___ STUDY MATERIAL ___
//! Single-call evaluation entry point

use crate::aggregator::{self, ClassifierOutputs};
use crate::{EngineError, EvaluationRequest};
use std::sync::Arc;
use triage_catalog::{CatalogCache, RuleCatalog};
use triage_classifier::{
    AreaMatcher, CriticalityClassifier, DuplicateScorer, SlaEvaluator, TokenOverlap,
};
use triage_domain::{Component, SignalError, SignalSet, TextSimilarity, Verdict};

/// Shared similarity measure handed to the classifiers
pub type SharedSimilarity = Arc<dyn TextSimilarity + Send + Sync>;

/// The triage decision engine
///
/// Holds no per-issue state; the only thing kept between calls is the
/// cached Rule Catalog.
///
/// # Examples
///
/// ```
/// use triage_domain::{SignalSet, SlaStatus};
/// use triage_engine::{EvaluationRequest, TriageEngine};
///
/// let engine = TriageEngine::new();
/// let issue = SignalSet::new(42, "Crash on save", "", 0).with_labels(["need more info"]);
/// let verdict = engine.evaluate(&EvaluationRequest::new(issue, 86_400)).unwrap();
///
/// assert_eq!(verdict.sla_status, Some(SlaStatus::Waiting));
/// assert!(verdict.is_complete());
/// ```
pub struct TriageEngine {
    cache: CatalogCache,
    similarity: SharedSimilarity,
}

impl Default for TriageEngine {
    fn default() -> Self {
        Self::new()
    }
}

impl TriageEngine {
    /// Create an engine with token-overlap similarity
    pub fn new() -> Self {
        Self {
            cache: CatalogCache::new(),
            similarity: Arc::new(TokenOverlap),
        }
    }

    /// Use a different symptom/trigger similarity measure
    pub fn with_similarity(mut self, similarity: SharedSimilarity) -> Self {
        self.similarity = similarity;
        self
    }

    /// The catalog for a source text, loaded through the cache
    pub fn catalog(&self, source: Option<&str>) -> Arc<RuleCatalog> {
        self.cache.get_or_load(source)
    }

    /// Catalog cache statistics and control
    pub fn cache(&self) -> &CatalogCache {
        &self.cache
    }

    /// Evaluate one request
    ///
    /// # Errors
    ///
    /// Returns `InvalidSignalSet` when the target id is 0 or the evaluation
    /// timestamp is negative. Classifier failures never fail the call.
    pub fn evaluate(&self, request: &EvaluationRequest) -> Result<Verdict, EngineError> {
        let catalog = self.catalog(request.rule_catalog_source.as_deref());
        self.evaluate_with_catalog(
            &catalog,
            &request.target_signal_set,
            &request.candidate_pool,
            request.evaluation_timestamp,
        )
    }

    /// Evaluate one target against an already-loaded catalog
    pub fn evaluate_with_catalog(
        &self,
        catalog: &RuleCatalog,
        target: &SignalSet,
        pool: &[SignalSet],
        evaluation_time: i64,
    ) -> Result<Verdict, EngineError> {
        target.validate_identity()?;
        if evaluation_time < 0 {
            return Err(SignalError::invalid(
                target.id,
                format!("evaluation timestamp {} is negative", evaluation_time),
            )
            .into());
        }

        tracing::debug!(
            "Evaluating issue {} against {} candidate(s)",
            target.id,
            pool.len()
        );

        let similarity: &dyn TextSimilarity = self.similarity.as_ref();
        let outputs = ClassifierOutputs {
            area: aggregator::isolate(Component::Area, || {
                Ok(AreaMatcher::new(catalog).best(target))
            }),
            criticality: aggregator::isolate(Component::Criticality, || {
                Ok(CriticalityClassifier::new(catalog)
                    .with_similarity(similarity)
                    .classify(target, pool))
            }),
            duplicates: aggregator::isolate(Component::Duplicates, || {
                Ok(DuplicateScorer::new(catalog)
                    .with_similarity(similarity)
                    .score(target, pool))
            }),
            sla: aggregator::isolate(Component::Sla, || {
                SlaEvaluator::new(catalog).evaluate(target, evaluation_time)
            }),
        };

        let verdict = aggregator::assemble(target, evaluation_time, catalog, outputs);
        if !verdict.is_complete() {
            tracing::warn!(
                "Issue {} verdict is partial: {:?} unevaluated",
                target.id,
                verdict.unevaluated_components
            );
        }
        Ok(verdict)
    }

    /// Evaluate a JSON request and return the Verdict as JSON
    pub fn evaluate_json(&self, request: &str) -> Result<String, EngineError> {
        let request = EvaluationRequest::from_json(request)?;
        let verdict = self.evaluate(&request)?;
        Ok(serde_json::to_string(&verdict)?)
    }
}
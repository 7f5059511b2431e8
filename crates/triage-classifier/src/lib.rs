//! Triage Classifiers
//!
//! The four independent, stateless classifiers behind a Verdict:
//!
//! - [`AreaMatcher`]: keyword and path-glob scoring against catalog areas
//! - [`CriticalityClassifier`]: Hot / Blocking / Regression predicates
//! - [`DuplicateScorer`]: Primary and Supporting evidence, confidence bands
//! - [`SlaEvaluator`]: Waiting / Good / Warning / Violation
//!
//! Each borrows the [`triage_catalog::RuleCatalog`] it was built from and is
//! a pure function of its inputs.
//!
//! # Examples
//!
//! ```
//! use triage_catalog::RuleCatalog;
//! use triage_classifier::SlaEvaluator;
//! use triage_domain::{SignalSet, SlaStatus};
//!
//! let catalog = RuleCatalog::built_in();
//! let issue = SignalSet::new(7, "Crash on save", "", 0).with_labels(["need more info"]);
//!
//! let outcome = SlaEvaluator::new(&catalog).evaluate(&issue, 86_400).unwrap();
//! assert_eq!(outcome.status, SlaStatus::Waiting);
//! ```

#![warn(missing_docs)]

pub mod area;
pub mod criticality;
pub mod duplicates;
mod error;
pub mod similarity;
pub mod sla;

pub use area::AreaMatcher;
pub use criticality::{CriticalityClassifier, CriticalityOutcome};
pub use duplicates::{DuplicateOutcome, DuplicateScorer, PrimaryMatch, SupportingMatch};
pub use error::ClassifierError;
pub use similarity::TokenOverlap;
pub use sla::{SlaCriterion, SlaEvaluator, SlaOutcome};
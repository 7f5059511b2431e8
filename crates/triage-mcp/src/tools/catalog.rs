//! Catalog tool - Load a rule catalog and report what it contains

use crate::error::McpError;
use serde::{Deserialize, Serialize};
use triage_catalog::{CatalogOrigin, RuleCatalog};
use triage_engine::TriageEngine;

/// Parameters for checking a catalog
#[derive(Debug, Deserialize)]
pub struct CheckCatalogParams {
    /// Catalog TOML text (server default when absent)
    #[serde(default)]
    pub source: Option<String>,
}

/// Result of checking a catalog
#[derive(Debug, Serialize)]
pub struct CheckCatalogResult {
    /// built-in, configured or fallback
    pub origin: String,
    /// Areas in declared order
    pub areas: Vec<AreaInfo>,
    /// SLA tolerance in days
    #[serde(rename = "slaToleranceDays")]
    pub sla_tolerance_days: u32,
    /// Load warnings
    pub warnings: Vec<String>,
}

/// Area summary
#[derive(Debug, Serialize)]
pub struct AreaInfo {
    /// Area name
    pub name: String,
    /// Owners in catalog order
    pub owners: Vec<String>,
}

/// Handle triage_check_catalog tool invocation
pub fn handle_check_catalog(
    engine: &TriageEngine,
    default_catalog: Option<&str>,
    params: CheckCatalogParams,
) -> Result<CheckCatalogResult, McpError> {
    let source = params.source.as_deref().or(default_catalog);
    let catalog = engine.catalog(source);
    Ok(summarize(&catalog))
}

fn summarize(catalog: &RuleCatalog) -> CheckCatalogResult {
    let origin = match catalog.origin {
        CatalogOrigin::BuiltIn => "built-in",
        CatalogOrigin::Configured => "configured",
        CatalogOrigin::Fallback => "fallback",
    };
    CheckCatalogResult {
        origin: origin.to_string(),
        areas: catalog
            .areas
            .iter()
            .map(|a| AreaInfo {
                name: a.name.clone(),
                owners: a.owners.clone(),
            })
            .collect(),
        sla_tolerance_days: catalog.sla.tolerance_days,
        warnings: catalog.warnings.clone(),
    }
}

#[cfg(test)]
mod tests {
    use super::*;

    #[test]
    fn test_check_catalog_params_deserialize_empty() {
        let params: CheckCatalogParams = serde_json::from_str("{}").unwrap();
        assert!(params.source.is_none());
    }

    #[test]
    fn test_built_in_catalog_summary() {
        let engine = TriageEngine::new();
        let result = handle_check_catalog(&engine, None, CheckCatalogParams { source: None }).unwrap();
        assert_eq!(result.origin, "built-in");
        assert_eq!(result.sla_tolerance_days, 7);
        assert!(result.warnings.is_empty());
    }

    #[test]
    fn test_malformed_catalog_reports_fallback() {
        let engine = TriageEngine::new();
        let params = CheckCatalogParams {
            source: Some("[sla\n".to_string()),
        };
        let result = handle_check_catalog(&engine, None, params).unwrap();
        assert_eq!(result.origin, "fallback");
        assert_eq!(result.warnings.len(), 1);
    }
}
___
» **ACTIVITY**:
Print exactly the lines above from the one with "let origin = match" to the one with "assert_eq!(result.sla_tolerance_days, 7);", including both.

» **OUTPUT BELOW**:
    let origin = match catalog.origin {
        CatalogOrigin::BuiltIn => "built-in",
        CatalogOrigin::Configured => "configured",
        CatalogOrigin::Fallback => "fallback",
    };
    CheckCatalogResult {
        origin: origin.to_string(),
        areas: catalog
            .areas
            .iter()
            .map(|a| AreaInfo {
                name: a.name.clone(),
                owners: a.owners.clone(),
            })
            .collect(),
        sla_tolerance_days: catalog.sla.tolerance_days,
        warnings: catalog.warnings.clone(),
    }
}

#[cfg(test)]
mod tests {
    use super::*;

    #[test]
    fn test_check_catalog_params_deserialize_empty() {
        let params: CheckCatalogParams = serde_json::from_str("{}").unwrap();
        assert!(params.source.is_none());
    }

    #[test]
    fn test_built_in_catalog_summary() {
        let engine = TriageEngine::new();
        let result = handle_check_catalog(&engine, None, CheckCatalogParams { source: None }).unwrap();
        assert_eq!(result.origin, "built-in");
        assert_eq!(result.sla_tolerance_days, 7);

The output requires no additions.